§ What you have to do: A line qualifies if it holds the string "DocumentStore". Copy every qualifying line from the records.

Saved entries
════
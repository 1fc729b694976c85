//! Explicit session value
//!
//! Identity and authorization travel with the caller: every operation that
//! needs to know who acts takes a `&Session`. Nothing is global; two
//! sessions can coexist in one process (e.g. tests driving a user and a
//! staff member side by side).

use shared::models::Role;

/// A signed-in identity.
#[derive(Debug, Clone)]
pub struct Session {
    /// Account id issued by the account service.
    pub uid: String,
    /// Sign-in email.
    pub email: String,
    /// Display name, recorded on audit entries.
    pub name: String,
    /// Authorization role.
    pub role: Role,
    /// Bearer token for store requests.
    pub token: String,
}

impl Session {
    /// True when the role may drive complaint transitions.
    pub fn can_transition(&self) -> bool {
        self.role.can_transition()
    }

    /// True when the role sees every complaint rather than only its own.
    pub fn sees_all_complaints(&self) -> bool {
        self.role.sees_all_complaints()
    }
}
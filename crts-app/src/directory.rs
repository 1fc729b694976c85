//! User directory and profile operations
//!
//! Listing accounts and changing roles is the staff/admin side of the
//! original admin portal; renaming is the one profile edit every account
//! may make on itself.

use std::sync::Arc;

use serde_json::json;

use crts_client::DocumentStore;
use shared::models::{Role, UserAccount};
use shared::validation::{MAX_NAME_LEN, validate_required_text};

use crate::error::{AppError, AppResult};
use crate::session::Session;

pub(crate) const USERS: &str = "users";

/// Account directory over the `users` collection.
#[derive(Debug, Clone)]
pub struct Directory {
    store: Arc<dyn DocumentStore>,
}

impl Directory {
    pub fn new(store: Arc<dyn DocumentStore>) -> Self {
        Self { store }
    }

    /// All registered accounts, ordered by email. Staff and admin only.
    pub async fn list_users(&self, session: &Session) -> AppResult<Vec<UserAccount>> {
        if !session.role.is_staff() {
            return Err(AppError::Unauthorized(
                "Only staff may browse the user directory".to_string(),
            ));
        }
        let docs = self.store.query_all(USERS, "email", false).await?;
        let accounts = docs
            .iter()
            .filter_map(|doc| match doc.parse::<UserAccount>() {
                Ok(mut account) => {
                    account.id = doc.id.clone();
                    Some(account)
                }
                Err(e) => {
                    tracing::warn!(id = %doc.id, error = %e, "Skipping malformed user record");
                    None
                }
            })
            .collect();
        Ok(accounts)
    }

    /// Set another account's role. Admin only; changing one's own role is
    /// permitted, including away from admin.
    pub async fn change_role(&self, session: &Session, uid: &str, role: Role) -> AppResult<()> {
        if session.role != Role::Admin {
            return Err(AppError::Unauthorized(
                "Only an admin may change roles".to_string(),
            ));
        }
        self.store.update(USERS, uid, json!({ "role": role })).await?;
        tracing::info!(uid = %uid, role = %role, by = %session.uid, "Role changed");
        Ok(())
    }

    /// Update the session's own display name, returning the refreshed
    /// session value for the caller to carry forward.
    pub async fn rename(&self, session: &Session, new_name: &str) -> AppResult<Session> {
        validate_required_text(new_name, "name", MAX_NAME_LEN).map_err(AppError::Validation)?;
        let name = new_name.trim().to_string();
        self.store
            .update(USERS, &session.uid, json!({ "name": name }))
            .await?;
        tracing::info!(uid = %session.uid, "Display name updated");
        Ok(Session {
            name,
            ..session.clone()
        })
    }
}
════
§ Reply to the task:
use crts_client::DocumentStore;
    store: Arc<dyn DocumentStore>,
    pub fn new(store: Arc<dyn DocumentStore>) -> Self {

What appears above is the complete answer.